Clinical Presentation
The more common clinical presentations of TIA are described in Table 1. In general, a TIA presents as a syndrome rather than any one sign or symptom.
Pre-emergency Department Care
There is no reliable way to determine if the abrupt onset of neurologic deficits represents reversible ischemia without subsequent brain damage or if ischemia will result in permanent damage to the brain (e.g., stroke). Therefore, all patients with symptoms of TIA should receive an expedited evaluation.
Office staff should be trained to inform the family physician immediately if a patient calls or presents with symptoms that could represent a TIA. Neurologic symptoms that crescendo with increasing frequency, duration, or severity are particularly ominous signs of impending stroke.
Most patients with possible TIA should be sent immediately to the nearest emergency department. If they have had symptoms for fewer than 180 minutes, they should be sent to an emergency department that offers acute thrombolytic therapy. Patients should not drive themselves to the hospital. To speed evaluation, it is appropriate to activate the 9-1-1 Emergency Medical Service system for transport. (2,3)
On presentation to the emergency department, patients who have had symptoms for fewer than 180 minutes might be candidates for treatment with tissue-type plasminogen activator (tPA). (4,5) If a patient is not a candidate for tPA treatment, antiplatelet therapy should be initiated as soon as it can be determined that there are no contraindications. (4-6) [Reference 6: SOR A, rating of benefits]
Inpatient or Outpatient Evaluation
Guidelines issued by the National Stroke Association (7) recommend evaluation within hours of the onset of TIA symptoms, preferably in an emergency department. If appropriate imaging studies are not immediately available in the emergency department or outpatient setting, the patient should be hospitalized for observation. (7) [SOR C, expert opinion] Relative indications for more extended inpatient evaluation for TIA or stroke are listed in Table 2.
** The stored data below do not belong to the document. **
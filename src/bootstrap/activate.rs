//! Runtime environment activation
//!
//! Activation scripts (a virtualenv's `bin/activate`, for instance) are meant
//! to be sourced into a shell. The launcher sources the script in a child
//! `/bin/sh`, has that shell print its environment NUL-separated, and keeps
//! the difference as an [`EnvOverlay`].
//!
//! Anything the script itself prints is sent to the launcher's stderr so the
//! stdout pipe carries nothing but the `env -0` dump.

use std::collections::BTreeMap;
use std::ffi::{OsStr, OsString};
use std::os::unix::ffi::OsStrExt;
use std::path::Path;
use std::process::{Command, Stdio};

use crate::bootstrap::env::{BaseEnv, EnvOverlay};
use crate::bootstrap::root::PinnedRoot;
use crate::error::{LaunchError, Result};

const SHELL: &str = "/bin/sh";
// env is named absolutely: the sourced script may have replaced PATH
const SOURCE_AND_DUMP: &str = ". \"$1\" >&2 && exec /usr/bin/env -0";

pub fn activate_environment(
    script: &Path,
    root: &PinnedRoot,
    base: &BaseEnv,
) -> Result<EnvOverlay> {
    if !script.is_file() {
        return Err(LaunchError::ActivationMissing(script.to_path_buf()));
    }

    let mut cmd = Command::new(SHELL);
    cmd.arg("-c")
        .arg(SOURCE_AND_DUMP)
        .arg("sh")
        .arg(script)
        .current_dir(root.path())
        .stdin(Stdio::null())
        .stdout(Stdio::piped())
        .stderr(Stdio::inherit());
    base.apply(&mut cmd);

    let output = cmd.output().map_err(|source| LaunchError::ActivationSpawn {
        path: script.to_path_buf(),
        source,
    })?;

    if !output.status.success() {
        return Err(LaunchError::ActivationFailed {
            path: script.to_path_buf(),
            status: output.status.to_string(),
        });
    }

    let activated = parse_env_dump(&output.stdout)
        .ok_or_else(|| LaunchError::ActivationOutput(script.to_path_buf()))?;

    Ok(EnvOverlay::diff(base, &activated))
}

/// Parse `env -0` output. Returns `None` if an entry has no `=`.
fn parse_env_dump(bytes: &[u8]) -> Option<BTreeMap<OsString, OsString>> {
    let mut vars = BTreeMap::new();
    for entry in bytes.split(|b| *b == 0).filter(|e| !e.is_empty()) {
        let eq = entry.iter().position(|b| *b == b'=')?;
        // a leading '=' would be an empty name
        if eq == 0 {
            return None;
        }
        let key = OsStr::from_bytes(&entry[..eq]).to_os_string();
        let value = OsStr::from_bytes(&entry[eq + 1..]).to_os_string();
        vars.insert(key, value);
    }
    Some(vars)
}
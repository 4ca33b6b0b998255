//! Command-line surface

pub mod args;

pub use args::Args;
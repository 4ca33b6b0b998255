//! Working-directory pin

use std::fs;
use std::io;
use std::path::{Path, PathBuf};

use crate::bootstrap::check_access;
use crate::error::{LaunchError, Result};

/// An application root that has been checked to be an enterable directory.
/// Every collaborator process is started inside it.
#[derive(Debug, Clone, PartialEq, Eq)]
pub struct PinnedRoot {
    path: PathBuf,
}

impl PinnedRoot {
    pub fn path(&self) -> &Path {
        &self.path
    }
}

/// Check that `path` exists, is a directory and can be entered (the same
/// conditions `chdir(2)` enforces).
pub fn pin_application_root(path: &Path) -> Result<PinnedRoot> {
    let inaccessible = |source: io::Error| LaunchError::RootInaccessible {
        path: path.to_path_buf(),
        source,
    };

    let metadata = fs::metadata(path).map_err(inaccessible)?;
    if !metadata.is_dir() {
        return Err(LaunchError::RootNotDirectory(path.to_path_buf()));
    }

    check_access(path, libc::X_OK).map_err(inaccessible)?;

    Ok(PinnedRoot {
        path: path.to_path_buf(),
    })
}
//! Append-mode log sink shared by every launch

use std::fs::{File, OpenOptions};
use std::io::Write;
use std::path::{Path, PathBuf};
use std::process::Stdio;

use crate::error::{LaunchError, Result};

/// The log file, opened with `O_APPEND`. Every write the task makes lands at
/// the current end of file, so concurrent launches never overwrite each other.
#[derive(Debug)]
pub struct LogSink {
    path: PathBuf,
    file: File,
}

/// Open (creating if needed) the log file for appending. The parent directory
/// must already exist.
pub fn open_log(path: &Path) -> Result<LogSink> {
    let file = OpenOptions::new()
        .create(true)
        .append(true)
        .open(path)
        .map_err(|source| LaunchError::LogOpen {
            path: path.to_path_buf(),
            source,
        })?;

    Ok(LogSink {
        path: path.to_path_buf(),
        file,
    })
}

impl LogSink {
    pub fn path(&self) -> &Path {
        &self.path
    }

    /// Append one diagnostic line written by the launcher itself
    pub fn write_line(&self, line: &str) -> Result<()> {
        (&self.file)
            .write_all(format!("{}\n", line).as_bytes())
            .map_err(|source| LaunchError::LogWrite {
                path: self.path.clone(),
                source,
            })
    }

    /// Stdout and stderr handles sharing one open file description
    pub fn stdio_pair(&self) -> Result<(Stdio, Stdio)> {
        let clone = || {
            self.file.try_clone().map_err(|source| LaunchError::LogOpen {
                path: self.path.clone(),
                source,
            })
        };
        Ok((Stdio::from(clone()?), Stdio::from(clone()?)))
    }
}
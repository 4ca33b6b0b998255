//! analytics-launcher CLI

use analytics_launcher::cli::Args;
use analytics_launcher::observability::init_tracing;
use analytics_launcher::{launch, LaunchConfig};
use clap::Parser;

fn main() {
    let _args = Args::parse();
    init_tracing();

    match launch(&LaunchConfig::default()) {
        Ok(outcome) => std::process::exit(outcome.exit_code),
        Err(e) => {
            eprintln!("Error: {}", e);
            std::process::exit(e.exit_code());
        }
    }
}
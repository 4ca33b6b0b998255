//! Tool configuration directory under the isolated home

use std::fs;
use std::io;
use std::path::PathBuf;

use crate::bootstrap::check_access;
use crate::bootstrap::home::IsolatedHome;
use crate::config::LaunchConfig;
use crate::error::{LaunchError, Result};

/// `mkdir -p <home>/.config/<tool>`. Succeeds if the directory already exists.
pub fn ensure_config_dir(config: &LaunchConfig, home: &IsolatedHome) -> Result<PathBuf> {
    let dir = config.config_dir_in(home.path());
    let failed = |source: io::Error| LaunchError::ConfigDir {
        path: dir.clone(),
        source,
    };

    fs::create_dir_all(&dir).map_err(failed)?;

    // the tool writes its cache and rc files here
    check_access(&dir, libc::W_OK | libc::X_OK).map_err(failed)?;

    Ok(dir)
}
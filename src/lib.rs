//! analytics-launcher - run the analytics task in an isolated environment
//!
//! The launcher creates a throwaway home directory, activates the runtime
//! environment shipped with the application, makes sure the tool config
//! directory exists, and hands off to the task runner with its output
//! appended to a shared log file.
//!
//! # Example
//!
//! ```no_run
//! use analytics_launcher::{launch, LaunchConfig};
//!
//! let outcome = launch(&LaunchConfig::default()).unwrap();
//! std::process::exit(outcome.exit_code);
//! ```

pub mod bootstrap;
pub mod cli;
pub mod config;
pub mod delegate;
pub mod error;
pub mod launcher;
pub mod observability;

pub use bootstrap::{BaseEnv, EnvOverlay, IsolatedHome, PinnedRoot};
pub use config::{HomeCleanup, LaunchConfig};
pub use error::{LaunchError, Result, Step};
pub use launcher::{launch, Launch, Launcher, Stage};
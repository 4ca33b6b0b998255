//! Handing off to the task runner

pub mod log;
pub mod task;

pub use log::{open_log, LogSink};
pub use task::{exit_code_of, run_task, TaskInvocation};
use std::collections::HashSet;

use scraper::{ElementRef as HtmlElement, Html, Selector};
use serde::Serialize;
use tracing::{debug, warn};

use super::errors::CrawlError;
use super::wait::{Condition, StepContext};
use super::webdriver::{Browser, Locator};

#[derive(Debug, Clone, PartialEq, Eq, Serialize)]
pub struct QuoteRow {
    pub symbol: String,
    pub name: String,
    pub price: String,
}

/// Rows of one crawl, unique by symbol, in first-seen order.
#[derive(Debug, Default)]
pub struct Accumulator {
    rows: Vec<QuoteRow>,
    symbols: HashSet<String>,
}

impl Accumulator {
    /// Keeps `row` unless its symbol was already seen.
    pub fn insert(&mut self, row: QuoteRow) -> bool {
        if !self.symbols.insert(row.symbol.clone()) {
            return false;
        }
        self.rows.push(row);
        true
    }

    pub fn contains(&self, symbol: &str) -> bool {
        self.symbols.contains(symbol)
    }

    pub fn len(&self) -> usize {
        self.rows.len()
    }

    pub fn rows(&self) -> &[QuoteRow] {
        &self.rows
    }
}

/// Header substrings naming the symbol, name and price columns, matched in this order.
const ROLE_LABELS: [&str; 3] = ["symbol", "name", "price"];

/// Column index of each field on one rendered page.
#[derive(Debug, Clone, Copy, PartialEq, Eq)]
pub struct HeaderMapping {
    pub symbol: usize,
    pub name: usize,
    pub price: usize,
}

impl Default for HeaderMapping {
    fn default() -> Self {
        Self {
            symbol: 0,
            name: 1,
            price: 2,
        }
    }
}

impl HeaderMapping {
    /// Matches header labels by case-insensitive substring. Roles without a
    /// matching label keep their positional default.
    pub fn from_headers<S: AsRef<str>>(headers: &[S]) -> Self {
        let mut mapping = HeaderMapping::default();
        for (index, header) in headers.iter().enumerate() {
            let header = header.as_ref().to_lowercase();
            match ROLE_LABELS.iter().position(|role| header.contains(role)) {
                Some(0) => mapping.symbol = index,
                Some(1) => mapping.name = index,
                Some(2) => mapping.price = index,
                _ => {}
            }
        }
        mapping
    }

    fn max_index(&self) -> usize {
        self.symbol.max(self.name).max(self.price)
    }
}

/// Table containers, in lookup order.
pub fn table_locators() -> Vec<Locator> {
    vec![
        Locator::css("table"),
        Locator::Role("table".into()),
        Locator::TestId("data-table".into()),
    ]
}

/// Waits for the table, snapshots the page and merges its rows. Returns the
/// number of rows that were new.
pub async fn extract_current_page<B: Browser + ?Sized>(
    ctx: &StepContext<'_, B>,
    accumulator: &mut Accumulator,
) -> Result<usize, CrawlError> {
    ctx.waiter
        .until(
            ctx.browser,
            &Condition::AnyPresent(table_locators()),
            ctx.config.timeouts.element,
        )
        .await?;
    let source = ctx.browser.page_source().await?;
    Ok(extract_rows(&source, accumulator))
}

pub fn extract_rows(html: &str, accumulator: &mut Accumulator) -> usize {
    let doc = Html::parse_document(html);
    let Some(table) = locate_table(&doc) else {
        warn!("no table found in page snapshot");
        return 0;
    };

    let headers = header_labels(table);
    let mapping = HeaderMapping::from_headers(headers.as_slice());
    let labelled = headers.iter().any(|header| is_role_label(header));
    debug!(?headers, ?mapping, "header mapping");

    let body = select_first(table, "tbody").unwrap_or(table);
    let Some(tr) = selector("tr") else {
        return 0;
    };

    let before = accumulator.len();
    for row in body.select(&tr) {
        let cells = row_cells(row);
        if is_header_repeat(&cells, &headers, labelled) {
            continue;
        }
        if cells.len() <= mapping.max_index() {
            continue;
        }

        let symbol = cell_text(cells[mapping.symbol]);
        if symbol.is_empty() || accumulator.contains(&symbol) {
            continue;
        }
        accumulator.insert(QuoteRow {
            symbol,
            name: cell_text(cells[mapping.name]),
            price: strip_thousands_separators(&cell_text(cells[mapping.price])),
        });
    }
    accumulator.len() - before
}

fn locate_table(doc: &Html) -> Option<HtmlElement<'_>> {
    table_locators()
        .iter()
        .filter_map(|locator| locator.css_selector())
        .filter_map(|css| selector(&css))
        .find_map(|sel| doc.select(&sel).next())
}

fn header_labels(table: HtmlElement<'_>) -> Vec<String> {
    let Some(cell) = selector("th, td") else {
        return Vec::new();
    };
    let labels = |scope: Option<HtmlElement<'_>>| -> Vec<String> {
        scope
            .map(|scope| {
                scope
                    .select(&cell)
                    .map(|el| cell_text(el).to_lowercase())
                    .collect()
            })
            .unwrap_or_default()
    };

    let from_thead = labels(select_first(table, "thead"));
    if !from_thead.is_empty() {
        return from_thead;
    }
    labels(select_first(table, "tr"))
}

fn is_role_label(header: &str) -> bool {
    ROLE_LABELS.iter().any(|role| header.contains(role))
}

/// A row repeating the header: its first cell reads `symbol`, or, when the
/// header names at least one column role, every cell matches the header.
fn is_header_repeat(cells: &[HtmlElement<'_>], headers: &[String], labelled: bool) -> bool {
    let texts = cells
        .iter()
        .map(|cell| cell_text(*cell).to_lowercase())
        .collect::<Vec<_>>();
    if texts.first().is_some_and(|first| first == "symbol") {
        return true;
    }
    labelled && !texts.is_empty() && texts == headers
}

fn row_cells(row: HtmlElement<'_>) -> Vec<HtmlElement<'_>> {
    row.children()
        .filter_map(HtmlElement::wrap)
        .filter(|el| matches!(el.value().name(), "td" | "th"))
        .collect()
}

/// Cell text with every text node trimmed and concatenated.
fn cell_text(el: HtmlElement<'_>) -> String {
    el.text().map(str::trim).collect::<String>()
}

fn strip_thousands_separators(raw: &str) -> String {
    raw.replace(',', "")
}

fn select_first<'a>(scope: HtmlElement<'a>, css: &str) -> Option<HtmlElement<'a>> {
    let sel = selector(css)?;
    scope.select(&sel).next()
}

fn selector(css: &str) -> Option<Selector> {
    Selector::parse(css).ok()
}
Patients with symptoms of acute TIA for fewer than 24 to 48 hours should undergo diagnostic testing in the emergency department. 8 [SOR C, expert opinion] Patients whose symptoms have resolved for more than 48 hours should receive urgent inpatient or outpatient evaluation.
Initial Work-Up for Suspected TIA
The first step in evaluating a patient with symptoms of TIA is to confirm the diagnosis (Figure 1).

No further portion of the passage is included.